“On the scale of one to 10, this is a 20.”
-David Kennedy, CEO of TrustedSec (nbc12.com)
The global hack affecting Microsoft Exchange was first discovered in early January and has only become more serious and widespread since then. The initial breach, attributed to the Chinese hacker network Hafnium, left the software exposed to countless others who have wreaked havoc in the past several weeks. David Kennedy likens the hack to “a skeleton key to open up any company that had this Microsoft product installed.”
So far, there have been an estimated 30,000 organizations affected in the US and about 250,000 worldwide (CNN.) Most of the victims have been small organizations and businesses, from mom-and-pop shops and restaurants to local governments and healthcare providers.
The White House has declared the data breach an “active threat” and cybersecurity professionals are concerned about its economic impact on small businesses.
“I would say it’s a serious economic security threat because so many small companies out there can literally have their business destroyed through a targeted ransomware attack,” warns Dmitri Alperovitch, former chief technical officer of the cybersecurity agency CrowdStrike. (nbc12.com)
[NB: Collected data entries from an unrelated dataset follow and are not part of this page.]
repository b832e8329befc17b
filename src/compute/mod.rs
//! Compute module - Numerical simulation of SmoothLife and the discrete
//! Game of Life.

mod fft;
mod game_of_life;
mod kernel;
mod matrix;
mod smooth_life;

pub mod gpu;

pub use fft::*;
pub use game_of_life::*;
pub use kernel::*;
pub use matrix::*;
pub use smooth_life::*;
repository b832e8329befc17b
//! SmoothLife CLI - Run simulations from JSON configuration.

use std::fs;
use std::path::PathBuf;
use std::time::Instant;

use smoothlife::{
    compute::{FieldStats, GameOfLife, SmoothLife},
    schema::{Seed, SimulationConfig},
};

fn main() {
    env_logger::init();

    let args: Vec<String> = std::env::args().collect();

    if args.len() < 2 {
        eprintln!("Usage: {} <config.json> [steps] [--discrete]", args[0]);
        eprintln!();
        eprintln!("Run SmoothLife simulation from JSON configuration.");
        eprintln!();
        eprintln!("Arguments:");
        eprintln!("  config.json  Path to simulation configuration file");
        eprintln!("  steps        Number of simulation steps (default: 100)");
        eprintln!("  --discrete   Run the discrete Game of Life instead");
        eprintln!();
        eprintln!("Example configuration is generated with --example flag.");
        std::process::exit(1);
    }

    if args[1] == "--example" {
        print_example_config();
        return;
    }

    let config_path = PathBuf::from(&args[1]);
    let steps: u64 = args.get(2).and_then(|s| s.parse().ok()).unwrap_or(100);
    let discrete = args.iter().any(|a| a == "--discrete");

    // Load configuration
    let config_str = fs::read_to_string(&config_path).unwrap_or_else(|e| {
        eprintln!("Error reading config file: {}", e);
        std::process::exit(1);
    });

    let config: SimulationConfig = serde_json::from_str(&config_str).unwrap_or_else(|e| {
        eprintln!("Error parsing config: {}", e);
        std::process::exit(1);
    });

    // Load seed if one sits next to the config
    let seed_path = config_path.with_extension("seed.json");
    let seed: Option<Seed> = if seed_path.exists() {
        let seed_str = fs::read_to_string(&seed_path).unwrap_or_else(|e| {
            eprintln!("Error reading seed file: {}", e);
            std::process::exit(1);
        });
        Some(serde_json::from_str(&seed_str).unwrap_or_else(|e| {
            eprintln!("Error parsing seed: {}", e);
            std::process::exit(1);
        }))
    } else {
        None
    };

    println!("SmoothLife Simulation");
    println!("=====================");
    println!("Grid: {}x{}", config.width, config.height);
    println!(
        "Radii: inner={}, outer={}",
        config.inner_radius, config.outer_radius
    );
    println!("dt: {}", config.dt);
    println!("Mode: {}", if discrete { "discrete" } else { "smooth" });
    println!("Steps: {}", steps);
    println!();

    if discrete {
        run_discrete(&config, seed.as_ref(), steps);
    } else {
        run_smooth(config, seed.as_ref(), steps);
    }
}

fn run_smooth(config: SimulationConfig, seed: Option<&Seed>, steps: u64) {
    let mut life = SmoothLife::new(config).unwrap_or_else(|e| {
        eprintln!("Error creating simulation: {}", e);
        std::process::exit(1);
    });
    match seed {
        Some(seed) => life.restart_with(seed),
        None => life.restart(true),
    }

    print_stats("Initial state", &life.stats());
    println!();

    println!("Running simulation...");
    let start = Instant::now();

    for i in 0..steps {
        life.step();

        // Print progress every 10%
        if (i + 1) % (steps / 10).max(1) == 0 {
            let stats = life.stats();
            let elapsed = start.elapsed().as_secs_f32();
            println!(
                "  Step {}/{}: mass={:.4}, live={:.1}%, {:.1} steps/s",
                i + 1,
                steps,
                stats.mass,
                stats.live_fraction * 100.0,
                (i + 1) as f32 / elapsed
            );
        }
    }

    let elapsed = start.elapsed();
    println!();
    print_stats("Final state", &life.stats());
    println!(
        "Time: {:.2}s ({:.1} steps/s)",
        elapsed.as_secs_f32(),
        steps as f32 / elapsed.as_secs_f32()
    );
}

fn run_discrete(config: &SimulationConfig, seed: Option<&Seed>, steps: u64) {
    let mut life = match seed {
        Some(seed) => GameOfLife::from_field(seed.generate(config.height, config.width)),
        None => GameOfLife::new(config.height, config.width),
    };

    print_stats("Initial state", &FieldStats::from_field(life.current_field()));
    println!();

    println!("Running simulation...");
    let start = Instant::now();
    for _ in 0..steps {
        life.step();
    }
    let elapsed = start.elapsed();

    println!();
    print_stats("Final state", &FieldStats::from_field(life.current_field()));
    println!(
        "Time: {:.2}s ({:.1} steps/s)",
        elapsed.as_secs_f32(),
        steps as f32 / elapsed.as_secs_f32()
    );
}

fn print_stats(label: &str, stats: &FieldStats) {
    println!("{}:", label);
    println!("  Total mass: {:.4}", stats.mass);
    println!("  Live fraction: {:.2}%", stats.live_fraction * 100.0);
    println!(
        "  Value range: [{:.4}, {:.4}]",
        stats.min_value, stats.max_value
    );
}

fn print_example_config() {
    let config = SimulationConfig::default();
    let seed = Seed::default();

    println!("Example configuration (config.json):");
    println!("{}", serde_json::to_string_pretty(&config).unwrap());
    println!();
    println!("Example seed (config.seed.json):");
    println!("{}", serde_json::to_string_pretty(&seed).unwrap());
}
//! Separable 2D FFT over a [`ComplexMatrix`].
//!
//! The forward transform runs one 1D pass along each row, then one along
//! each column; the inverse runs the complementary order and scales by
//! `1/(width*height)` once at the end. Dimensions must be powers of two.

use std::sync::Arc;

use num_complex::Complex;
use rayon::prelude::*;
use rustfft::{Fft, FftPlanner};

use super::matrix::{ComplexMatrix, Matrix};
use crate::schema::ConfigError;

/// Transform direction.
#[derive(Debug, Clone, Copy, PartialEq, Eq)]
pub enum FftDirection {
    Forward,
    Inverse,
}

/// Contract shared by the batch and GPU transform engines.
///
/// An engine is built once for a fixed power-of-two shape; `transform`
/// panics when handed a matrix of a different shape. The two
/// implementations must agree within floating-point tolerance on
/// identical input, and `transform(transform(x, Forward), Inverse) ≈ x`.
pub trait Fft2d {
    /// Shape the engine was planned for, as `(height, width)`.
    fn shape(&self) -> (usize, usize);

    /// Transform the full matrix in the given direction.
    fn transform(&mut self, input: &ComplexMatrix, direction: FftDirection) -> ComplexMatrix;
}

/// Host-side batched FFT with cached rustfft plans.
///
/// Row passes are data-parallel and run under rayon; column passes go
/// through a per-column gather buffer.
pub struct BatchFft {
    height: usize,
    width: usize,
    forward_row: Arc<dyn Fft<f32>>,
    forward_col: Arc<dyn Fft<f32>>,
    inverse_row: Arc<dyn Fft<f32>>,
    inverse_col: Arc<dyn Fft<f32>>,
}

impl BatchFft {
    /// Plan transforms for a fixed grid shape.
    pub fn new(height: usize, width: usize) -> Result<Self, ConfigError> {
        if height == 0 || width == 0 || !height.is_power_of_two() || !width.is_power_of_two() {
            return Err(ConfigError::InvalidDimensions { height, width });
        }

        let mut planner = FftPlanner::new();
        Ok(Self {
            height,
            width,
            forward_row: planner.plan_fft_forward(width),
            forward_col: planner.plan_fft_forward(height),
            inverse_row: planner.plan_fft_inverse(width),
            inverse_col: planner.plan_fft_inverse(height),
        })
    }

    fn row_pass(&self, data: &mut [Complex<f32>], plan: &Arc<dyn Fft<f32>>) {
        data.par_chunks_exact_mut(self.width)
            .for_each(|row| plan.process(row));
    }

    fn col_pass(&self, data: &mut [Complex<f32>], plan: &Arc<dyn Fft<f32>>) {
        let mut col_buffer = vec![Complex::new(0.0, 0.0); self.height];
        for x in 0..self.width {
            for y in 0..self.height {
                col_buffer[y] = data[y * self.width + x];
            }
            plan.process(&mut col_buffer);
            for y in 0..self.height {
                data[y * self.width + x] = col_buffer[y];
            }
        }
    }
}

impl Fft2d for BatchFft {
    fn shape(&self) -> (usize, usize) {
        (self.height, self.width)
    }

    fn transform(&mut self, input: &ComplexMatrix, direction: FftDirection) -> ComplexMatrix {
        assert_eq!(
            input.shape(),
            self.shape(),
            "matrix shape does not match planned FFT shape"
        );

        let mut data = input.as_slice().to_vec();
        match direction {
            FftDirection::Forward => {
                self.row_pass(&mut data, &self.forward_row);
                self.col_pass(&mut data, &self.forward_col);
            }
            FftDirection::Inverse => {
                self.col_pass(&mut data, &self.inverse_col);
                self.row_pass(&mut data, &self.inverse_row);

                let scale = 1.0 / (self.width * self.height) as f32;
                for v in &mut data {
                    *v *= scale;
                }
            }
        }

        Matrix::from_flat(self.height, self.width, data)
    }
}

#[cfg(test)]
mod tests {
    use super::*;
    use crate::compute::matrix::RealMatrix;
    use proptest::prelude::*;
    use rand::{Rng, SeedableRng, rngs::StdRng};

    fn transform_real(
        real: &[f32],
        height: usize,
        width: usize,
        dir: FftDirection,
    ) -> ComplexMatrix {
        let mut fft = BatchFft::new(height, width).unwrap();
        let m = RealMatrix::from_flat(height, width, real.to_vec());
        fft.transform(&m.to_complex(), dir)
    }

    fn assert_close(actual: Complex<f32>, re: f32, im: f32) {
        assert!(
            (actual.re - re).abs() < 1e-3 && (actual.im - im).abs() < 1e-3,
            "expected {}+{}i, got {}",
            re,
            im,
            actual
        );
    }

    #[test]
    fn test_rejects_non_power_of_two() {
        assert!(matches!(
            BatchFft::new(6, 8),
            Err(ConfigError::InvalidDimensions { .. })
        ));
        assert!(matches!(
            BatchFft::new(8, 0),
            Err(ConfigError::InvalidDimensions { .. })
        ));
    }

    #[test]
    fn test_impulse_has_flat_spectrum() {
        // [[1,0],[0,0]] -> every bin 1+0i
        let out = transform_real(&[1.0, 0.0, 0.0, 0.0], 2, 2, FftDirection::Forward);
        for &v in out.as_slice() {
            assert_close(v, 1.0, 0.0);
        }
    }

    #[test]
    fn test_row_pair_spectrum() {
        // [[1,1],[0,0]] -> [[2,0],[2,0]]
        let out = transform_real(&[1.0, 1.0, 0.0, 0.0], 2, 2, FftDirection::Forward);
        assert_close(out[(0, 0)], 2.0, 0.0);
        assert_close(out[(0, 1)], 0.0, 0.0);
        assert_close(out[(1, 0)], 2.0, 0.0);
        assert_close(out[(1, 1)], 0.0, 0.0);
    }

    #[test]
    fn test_known_2x4_spectrum() {
        let input = [1.0, -2.0, 3.0, 4.0, 3.0, 4.5, 5.0, 6.0];
        let out = transform_real(&input, 2, 4, FftDirection::Forward);

        assert_close(out[(0, 0)], 24.5, 0.0);
        assert_close(out[(0, 1)], -4.0, 7.5);
        assert_close(out[(0, 2)], -0.5, 0.0);
        assert_close(out[(0, 3)], -4.0, -7.5);
        assert_close(out[(1, 0)], -12.5, 0.0);
        assert_close(out[(1, 1)], 0.0, 4.5);
        assert_close(out[(1, 2)], 4.5, 0.0);
        assert_close(out[(1, 3)], 0.0, -4.5);
    }

    #[test]
    fn test_round_trip_rectangular() {
        let mut fft = BatchFft::new(8, 4).unwrap();
        let mut rng = StdRng::seed_from_u64(7);
        let data: Vec<f32> = (0..32).map(|_| rng.gen_range(-1.0..1.0)).collect();
        let field = RealMatrix::from_flat(8, 4, data);

        let spectrum = fft.transform(&field.to_complex(), FftDirection::Forward);
        let recovered = fft.transform(&spectrum, FftDirection::Inverse);

        for (orig, rec) in field.as_slice().iter().zip(recovered.real().as_slice()) {
            assert!((orig - rec).abs() < 1e-3, "round trip: {} vs {}", orig, rec);
        }
    }

    #[test]
    #[should_panic(expected = "does not match planned FFT shape")]
    fn test_shape_checked() {
        let mut fft = BatchFft::new(4, 4).unwrap();
        let m = RealMatrix::zeros(4, 8).to_complex();
        let _ = fft.transform(&m, FftDirection::Forward);
    }

    proptest! {
        #[test]
        fn prop_round_trip(exp_h in 0u32..6, exp_w in 0u32..6, seed: u64) {
            let height = 1usize << exp_h;
            let width = 1usize << exp_w;
            let mut rng = StdRng::seed_from_u64(seed);
            let data: Vec<Complex<f32>> = (0..height * width)
                .map(|_| Complex::new(rng.gen_range(-1.0..1.0), rng.gen_range(-1.0..1.0)))
                .collect();
            let input = ComplexMatrix::from_flat(height, width, data);

            let mut fft = BatchFft::new(height, width).unwrap();
            let spectrum = fft.transform(&input, FftDirection::Forward);
            let recovered = fft.transform(&spectrum, FftDirection::Inverse);

            for (orig, rec) in input.as_slice().iter().zip(recovered.as_slice()) {
                prop_assert!((orig - rec).norm() < 1e-3);
            }
        }
    }
}
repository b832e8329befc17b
//! Schema module - Configuration and seeding types for simulations.

mod config;
mod seed;

pub use config::*;
pub use seed::*;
Any company that uses Microsoft Exchange could potentially be at risk. Microsoft has released security updates, but these patches do not protect from hackers that have already infiltrated a company’s system. There is no simple fix for this problem–it involves taking down the email server in order to upgrade the business’ entire “Active Directory.” Most smaller companies have limited or nonexistent IT staff and can’t afford to hire a cybersecurity firm, so this is an extremely stressful, time-consuming, and expensive crisis for affected business owners.
It must be addressed that the hack did not affect the cloud-based Microsoft 365 favored by many Fortune 500 companies. Microsoft Exchange is a much cheaper option, predominantly used by smaller organizations that can’t afford high-quality security. This illustrates the contrast between the “haves” and the “have-nots” of online security. It seems unfair that smaller businesses are hung out to dry by corporations like Microsoft, who arguably have an obligation to protect all their customers, regardless of how much they profit from them.
What to do if you have Microsoft Exchange:
These are the security measures currently recommended by Microsoft:
- Install the Microsoft security updates immediately.
- Use this tool to check for malicious activity.
- If you find malicious files, submit them to Microsoft for analysis.